Abstract method called to react to several steps of the plugin life.

The expected action is a PluginAction value.

This method has to be defined in order to handle actions such as PLUGIN_LOADED.

Abstract method called once all the (native?) plugins are loaded.

The expected action is a PluginAction value.

This method has to be defined in order to handle actions such as NATIVE_PLUGINS_LOADED or PLUGINS_LOADED.

Abstract method which is an opportunity to setup instructions or comments ahead of the disassembling process.

Format fields do not need to get disassembled and may be annotated for instance.

The expected action is a PluginAction value and the provided format is a BinFormat instance. The information holder to fill is a PreloadInfo instance.
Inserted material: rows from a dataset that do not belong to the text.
mod cli;

use clap::Parser;
use perfpoint::config;
use perfpoint::engine::batch::query_batch;
use perfpoint::engine::query::{breakdown, QueryRequest};
use perfpoint::engine::validate::validate_tables;
use perfpoint::error::{PerfError, Result};
use perfpoint::report;
use perfpoint::store::{DirectoryStore, TaskStore};
use perfpoint::types::config::PerfConfig;
use std::path::Path;
use tracing_subscriber::{fmt, prelude::*, EnvFilter};

pub mod exit_code {
    pub const SUCCESS: i32 = 0;
    pub const WARNINGS: i32 = 1;
    pub const BLOCKING: i32 = 2;
    pub const RUNTIME_FAILURE: i32 = 3;
}

struct Workspace {
    config: PerfConfig,
    loaded: Option<config::LoadedConfig>,
    store: DirectoryStore,
}

fn open_workspace(root: &Path) -> Result<Workspace> {
    if !root.exists() {
        return Err(PerfError::PathNotFound(root.display().to_string()));
    }
    let loaded = config::load_config(root)?;
    if loaded.is_none() {
        eprintln!(
            "warning: no {} found in {}",
            config::DEFAULT_CONFIG_FILE,
            root.display()
        );
    }
    let config = loaded
        .as_ref()
        .map(|loaded| loaded.config.clone())
        .unwrap_or_default();
    let store = DirectoryStore::new(root.join(config.data_dir()), config.read_timeout());
    Ok(Workspace {
        config,
        loaded,
        store,
    })
}

fn run(cli: cli::Cli) -> Result<i32> {
    match cli.command {
        cli::Commands::Query(cmd) => {
            let (start, end) = cmd.range.bounds()?;
            let workspace = open_workspace(&cmd.root)?;
            let buckets = query_batch(
                &workspace.store,
                &cmd.identifiers,
                start,
                end,
                cmd.range.team,
                cmd.weekly,
                workspace.config.workers(),
            )?;
            let format = cli::ReportFormat::resolve(cmd.format, workspace.config.report_format());
            println!("{}", report::render_buckets(&buckets, format)?);
            Ok(exit_code::SUCCESS)
        }
        cli::Commands::Breakdown(cmd) => {
            let (start, end) = cmd.range.bounds()?;
            let workspace = open_workspace(&cmd.root)?;
            let request = QueryRequest::new(cmd.identifier, start, end, cmd.range.team, false);
            let rows = breakdown(&workspace.store, &request)?;
            let format = cli::ReportFormat::resolve(cmd.format, workspace.config.report_format());
            println!("{}", report::render_breakdown(&rows, format)?);
            Ok(exit_code::SUCCESS)
        }
        cli::Commands::Validate(cmd) => {
            let workspace = open_workspace(&cmd.root)?;
            let levels = workspace.store.load_all_levels()?;
            let tools = workspace.store.load_all_tools()?;
            let tasks = workspace.store.load_all_tasks()?;
            let findings = validate_tables(&levels, &tools, &tasks);
            if let Some(loaded) = &workspace.loaded {
                println!("config layers: {}", loaded.describe_layers());
            }

            if findings.is_empty() {
                println!(
                    "validate: no findings ({} level tables, {} tools, {} tasks)",
                    levels.len(),
                    tools.len(),
                    tasks.len()
                );
                return Ok(if workspace.loaded.is_some() {
                    exit_code::SUCCESS
                } else {
                    exit_code::WARNINGS
                });
            }

            for finding in &findings {
                let level = if finding.blocking { "BLOCKING" } else { "WARN" };
                println!("[{}] {}: {}", level, finding.id, finding.title);
                println!("  {}", finding.body);
            }

            if findings.iter().any(|finding| finding.blocking) {
                Ok(exit_code::BLOCKING)
            } else {
                Ok(exit_code::WARNINGS)
            }
        }
    }
}

fn init_tracing(cli: &cli::Cli) {
    if cli.quiet {
        return;
    }

    let filter = match cli.verbose {
        0 => "warn",
        1 => "info",
        2 => "debug",
        _ => "trace",
    };
    let env_filter = EnvFilter::try_from_default_env().unwrap_or_else(|_| EnvFilter::new(filter));

    tracing_subscriber::registry()
        .with(env_filter)
        .with(fmt::layer().with_writer(std::io::stderr))
        .init();
}

fn main() {
    let cli = cli::Cli::parse();
    init_tracing(&cli);
    match run(cli) {
        Ok(code) => {
            if code != 0 {
                std::process::exit(code);
            }
        }
        Err(e) => {
            eprintln!("error: {}", e);
            std::process::exit(exit_code::RUNTIME_FAILURE);
        }
    }
}
use crate::engine::query::{query_performance, QueryRequest};
use crate::error::{PerfError, Result};
use crate::store::TaskStore;
use crate::types::points::PerformancePointTotalWithTime;
use chrono::{DateTime, Utc};
use rayon::prelude::*;

/// Runs one query per identifier on a pool of `workers` threads.
///
/// Results are concatenated in the order of `identifiers`. The first store
/// failure fails the whole batch.
pub fn query_batch<S>(
    store: &S,
    identifiers: &[String],
    start: DateTime<Utc>,
    end: DateTime<Utc>,
    is_team: bool,
    is_weekly: bool,
    workers: usize,
) -> Result<Vec<PerformancePointTotalWithTime>>
where
    S: TaskStore + ?Sized,
{
    let pool = rayon::ThreadPoolBuilder::new()
        .num_threads(workers.max(1))
        .thread_name(|index| format!("perfpoint-query-{index}"))
        .build()
        .map_err(|err| PerfError::WorkerPool(err.to_string()))?;

    let per_identifier = pool.install(|| {
        identifiers
            .par_iter()
            .map(|identifier| {
                let request = QueryRequest::new(identifier.as_str(), start, end, is_team, is_weekly);
                query_performance(store, &request)
            })
            .collect::<std::result::Result<Vec<_>, _>>()
    })?;

    Ok(per_identifier.into_iter().flatten().collect())
}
A reference to the main status bar may also be provided, as a StatusStack instance if running in graphical mode or None otherwise.

This method has to be defined in order to handle action such as FORMAT_PRELOAD.
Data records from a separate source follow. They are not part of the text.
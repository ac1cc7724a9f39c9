use serde::{Deserialize, Serialize};

/// Per-team base point values, indexed by `level - 1`.
#[derive(Debug, Clone, PartialEq, Serialize, Deserialize)]
pub struct LevelEntry {
    pub team: String,
    #[serde(default)]
    pub level_point: Vec<f64>,
}

impl LevelEntry {
    /// Point for `level` when it lies inside the table, `None` otherwise.
    pub fn point(&self, level: u32) -> Option<f64> {
        level_slot(&self.level_point, level)
    }
}

#[derive(Debug, Clone, Copy, PartialEq, Eq, Serialize, Deserialize)]
#[serde(rename_all = "lowercase")]
pub enum ToolKind {
    /// Per-level fractional reduction of the base point.
    Multiplicative,
    /// Flat bonus taken from the first point entry.
    Additive,
}

#[derive(Debug, Clone, PartialEq, Serialize, Deserialize)]
pub struct ToolEntry {
    pub team: String,
    pub tool_name: String,
    pub index: u32,
    #[serde(rename = "type")]
    pub kind: ToolKind,
    #[serde(default)]
    pub point: Vec<f64>,
}

impl ToolEntry {
    pub fn level_point(&self, level: u32) -> Option<f64> {
        level_slot(&self.point, level)
    }

    pub fn flat_point(&self) -> Option<f64> {
        self.point.first().copied()
    }
}

fn level_slot(points: &[f64], level: u32) -> Option<f64> {
    let slot = usize::try_from(level).ok()?.checked_sub(1)?;
    points.get(slot).copied()
}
Abstract method run at several different steps of a binary analysis.

The expected action is a PluginAction value and the provided format is a ExeFormat instance.

This method has to be defined in order to handle actions such as DISASSEMBLY_STARTED, DISASSEMBLY_RAW, DISASSEMBLY_HOOKED_LINK, DISASSEMBLY_HOOKED_POST, DISASSEMBLY_LIMITED, DISASSEMBLY_LOOPS, DISASSEMBLY_LINKED, DISASSEMBLY_GROUPED, DISASSEMBLY_RANKED, DISASSEMBLY_ENDED.

Build a filename suitable for the plugin configuration, ending with the final suffix.

If the create parameter is set, the path to this filename is created.

The result is a string or None on failure.

Display a message in the log window, in graphical mode, or in the console output if none.

The type of the message has to be a LogMessageType value.

The only difference with the main log_message() function is that messages are automatically prefixed with the plugin name here.

Dedicated configuration for the plugin.

The value is a GenConfig instance or None if the configuration is not yet created.

As configuration storage path depends on the plugin name, all plugin properties have to get fully loaded by the core before the configuration can be setup.automatically

Filename of the plugin.

Interface exported by the plugin..

This property is a StructObject instance.

The provided information is composed of the following properties :

• gtp_name;
• name;
• desc;
• version;
• url;
• container;
• required;
• actions.

The gtp_name value may be None for non-native plugin. All other fields carry a string value except:

• container: a boolean status indicating if the plugin can embed other plugins;
• required: a tuple of depedencies names;
• actions: a tuple of available features from the plugin coded as PluginAction values.

Raw module name of the plugin.

Features with which plugins can extend the core of Chrysalide.